AIM OF THE TASK> Your task is to filter the entries and copy every line containing the string "crate".

-------------------------

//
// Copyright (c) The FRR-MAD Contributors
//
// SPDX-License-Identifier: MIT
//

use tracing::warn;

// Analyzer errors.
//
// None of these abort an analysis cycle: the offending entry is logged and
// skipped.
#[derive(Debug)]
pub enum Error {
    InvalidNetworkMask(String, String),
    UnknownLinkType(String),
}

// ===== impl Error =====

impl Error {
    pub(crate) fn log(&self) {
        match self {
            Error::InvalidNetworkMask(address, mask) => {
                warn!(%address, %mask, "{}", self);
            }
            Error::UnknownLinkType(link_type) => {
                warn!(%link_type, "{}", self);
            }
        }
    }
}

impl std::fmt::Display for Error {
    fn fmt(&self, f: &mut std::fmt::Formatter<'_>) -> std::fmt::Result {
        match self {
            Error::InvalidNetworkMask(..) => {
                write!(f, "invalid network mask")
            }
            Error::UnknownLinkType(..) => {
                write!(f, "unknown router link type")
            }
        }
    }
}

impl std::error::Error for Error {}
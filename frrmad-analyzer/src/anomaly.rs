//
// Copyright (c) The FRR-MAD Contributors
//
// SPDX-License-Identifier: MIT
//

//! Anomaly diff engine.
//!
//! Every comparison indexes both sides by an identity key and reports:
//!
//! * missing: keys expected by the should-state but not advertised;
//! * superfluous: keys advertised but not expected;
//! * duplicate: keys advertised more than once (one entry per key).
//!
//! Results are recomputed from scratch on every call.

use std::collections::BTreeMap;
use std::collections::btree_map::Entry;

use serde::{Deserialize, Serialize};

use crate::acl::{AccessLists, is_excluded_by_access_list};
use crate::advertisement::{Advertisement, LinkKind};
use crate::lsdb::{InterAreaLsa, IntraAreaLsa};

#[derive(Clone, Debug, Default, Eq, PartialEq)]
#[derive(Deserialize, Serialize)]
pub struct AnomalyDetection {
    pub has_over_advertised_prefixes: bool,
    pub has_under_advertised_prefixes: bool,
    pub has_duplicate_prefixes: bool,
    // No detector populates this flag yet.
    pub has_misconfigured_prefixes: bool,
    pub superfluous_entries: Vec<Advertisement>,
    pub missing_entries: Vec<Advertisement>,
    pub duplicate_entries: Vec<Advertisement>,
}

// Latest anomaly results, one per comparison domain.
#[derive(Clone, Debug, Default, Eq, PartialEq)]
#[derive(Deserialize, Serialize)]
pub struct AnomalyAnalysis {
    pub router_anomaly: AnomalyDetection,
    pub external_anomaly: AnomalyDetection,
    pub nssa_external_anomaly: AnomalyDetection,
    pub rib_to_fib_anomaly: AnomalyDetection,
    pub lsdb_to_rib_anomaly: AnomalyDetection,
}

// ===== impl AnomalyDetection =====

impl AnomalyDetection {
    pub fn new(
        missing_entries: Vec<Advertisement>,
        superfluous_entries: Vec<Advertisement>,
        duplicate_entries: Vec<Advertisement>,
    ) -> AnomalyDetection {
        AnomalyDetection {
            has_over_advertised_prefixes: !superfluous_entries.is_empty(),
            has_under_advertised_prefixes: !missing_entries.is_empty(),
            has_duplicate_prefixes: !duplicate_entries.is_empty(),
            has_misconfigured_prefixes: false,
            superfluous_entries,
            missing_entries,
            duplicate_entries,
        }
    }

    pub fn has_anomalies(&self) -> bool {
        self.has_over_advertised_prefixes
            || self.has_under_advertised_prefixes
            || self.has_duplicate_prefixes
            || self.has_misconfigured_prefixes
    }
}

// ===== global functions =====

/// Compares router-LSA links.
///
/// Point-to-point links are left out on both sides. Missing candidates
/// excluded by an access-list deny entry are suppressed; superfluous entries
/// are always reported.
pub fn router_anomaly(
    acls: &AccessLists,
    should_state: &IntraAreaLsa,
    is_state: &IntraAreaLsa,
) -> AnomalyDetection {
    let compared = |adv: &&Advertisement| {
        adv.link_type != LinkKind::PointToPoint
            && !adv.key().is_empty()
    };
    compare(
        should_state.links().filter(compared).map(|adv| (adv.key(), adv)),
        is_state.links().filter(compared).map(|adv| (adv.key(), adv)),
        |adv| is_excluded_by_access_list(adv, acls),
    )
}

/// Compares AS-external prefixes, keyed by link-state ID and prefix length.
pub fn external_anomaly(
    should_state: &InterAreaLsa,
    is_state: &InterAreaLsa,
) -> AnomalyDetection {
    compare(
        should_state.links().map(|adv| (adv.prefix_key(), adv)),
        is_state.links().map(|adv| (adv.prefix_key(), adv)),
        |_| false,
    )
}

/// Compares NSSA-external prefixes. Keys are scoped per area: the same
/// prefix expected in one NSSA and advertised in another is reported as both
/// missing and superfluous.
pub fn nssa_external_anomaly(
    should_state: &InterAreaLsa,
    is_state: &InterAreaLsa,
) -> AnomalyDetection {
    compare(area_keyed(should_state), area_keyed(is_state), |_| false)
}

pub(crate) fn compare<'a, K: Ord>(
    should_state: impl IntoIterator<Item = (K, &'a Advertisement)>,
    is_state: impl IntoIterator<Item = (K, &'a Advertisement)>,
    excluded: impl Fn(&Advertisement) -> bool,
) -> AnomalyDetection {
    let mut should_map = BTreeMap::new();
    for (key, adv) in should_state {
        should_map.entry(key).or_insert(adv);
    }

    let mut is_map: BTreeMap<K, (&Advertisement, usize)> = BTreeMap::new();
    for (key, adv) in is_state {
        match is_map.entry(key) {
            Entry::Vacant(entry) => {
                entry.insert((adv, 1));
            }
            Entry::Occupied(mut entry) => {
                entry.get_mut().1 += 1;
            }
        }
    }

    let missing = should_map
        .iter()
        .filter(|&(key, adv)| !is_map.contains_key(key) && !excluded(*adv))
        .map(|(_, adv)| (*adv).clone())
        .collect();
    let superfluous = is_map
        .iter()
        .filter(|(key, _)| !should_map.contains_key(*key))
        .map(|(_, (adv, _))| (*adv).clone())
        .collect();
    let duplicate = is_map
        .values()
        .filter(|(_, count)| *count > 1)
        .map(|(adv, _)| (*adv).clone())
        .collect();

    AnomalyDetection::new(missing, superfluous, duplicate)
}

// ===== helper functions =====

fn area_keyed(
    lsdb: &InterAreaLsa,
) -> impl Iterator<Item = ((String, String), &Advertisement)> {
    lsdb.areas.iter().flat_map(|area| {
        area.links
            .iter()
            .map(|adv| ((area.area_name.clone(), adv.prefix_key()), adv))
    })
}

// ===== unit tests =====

-------------------------

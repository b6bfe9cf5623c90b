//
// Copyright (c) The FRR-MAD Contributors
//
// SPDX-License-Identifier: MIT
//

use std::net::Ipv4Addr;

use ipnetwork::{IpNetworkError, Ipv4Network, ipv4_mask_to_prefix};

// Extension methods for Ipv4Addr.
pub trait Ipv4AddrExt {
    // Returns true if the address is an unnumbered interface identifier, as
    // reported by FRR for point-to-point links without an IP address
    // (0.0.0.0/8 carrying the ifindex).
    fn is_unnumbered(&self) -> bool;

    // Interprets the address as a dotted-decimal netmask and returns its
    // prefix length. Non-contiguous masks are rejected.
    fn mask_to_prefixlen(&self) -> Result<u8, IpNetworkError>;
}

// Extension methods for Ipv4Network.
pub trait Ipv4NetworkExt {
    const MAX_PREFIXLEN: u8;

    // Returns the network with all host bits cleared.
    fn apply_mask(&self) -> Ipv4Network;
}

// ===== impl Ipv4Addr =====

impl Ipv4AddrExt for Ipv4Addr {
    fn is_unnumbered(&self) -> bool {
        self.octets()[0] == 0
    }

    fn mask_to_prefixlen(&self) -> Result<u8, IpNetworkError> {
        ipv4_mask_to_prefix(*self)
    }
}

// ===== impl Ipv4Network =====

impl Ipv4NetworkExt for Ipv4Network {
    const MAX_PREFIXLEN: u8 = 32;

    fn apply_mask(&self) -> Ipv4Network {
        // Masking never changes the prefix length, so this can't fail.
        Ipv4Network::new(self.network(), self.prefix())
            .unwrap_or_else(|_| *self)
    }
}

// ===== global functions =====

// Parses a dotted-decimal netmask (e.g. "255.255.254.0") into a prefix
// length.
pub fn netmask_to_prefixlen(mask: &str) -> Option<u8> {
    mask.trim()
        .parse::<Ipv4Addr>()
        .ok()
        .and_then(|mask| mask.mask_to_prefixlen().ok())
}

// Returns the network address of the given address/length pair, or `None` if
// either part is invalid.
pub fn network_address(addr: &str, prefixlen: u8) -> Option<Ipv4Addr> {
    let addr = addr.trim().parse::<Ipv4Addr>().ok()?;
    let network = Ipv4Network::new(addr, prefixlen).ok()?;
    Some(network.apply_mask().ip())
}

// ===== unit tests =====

-------------------------

COMPLETED TASK>
    pub(crate) fn log(&self) {
use crate::acl::{AccessLists, is_excluded_by_access_list};
use crate::advertisement::{Advertisement, LinkKind};
use crate::lsdb::{InterAreaLsa, IntraAreaLsa};
pub(crate) fn compare<'a, K: Ord>(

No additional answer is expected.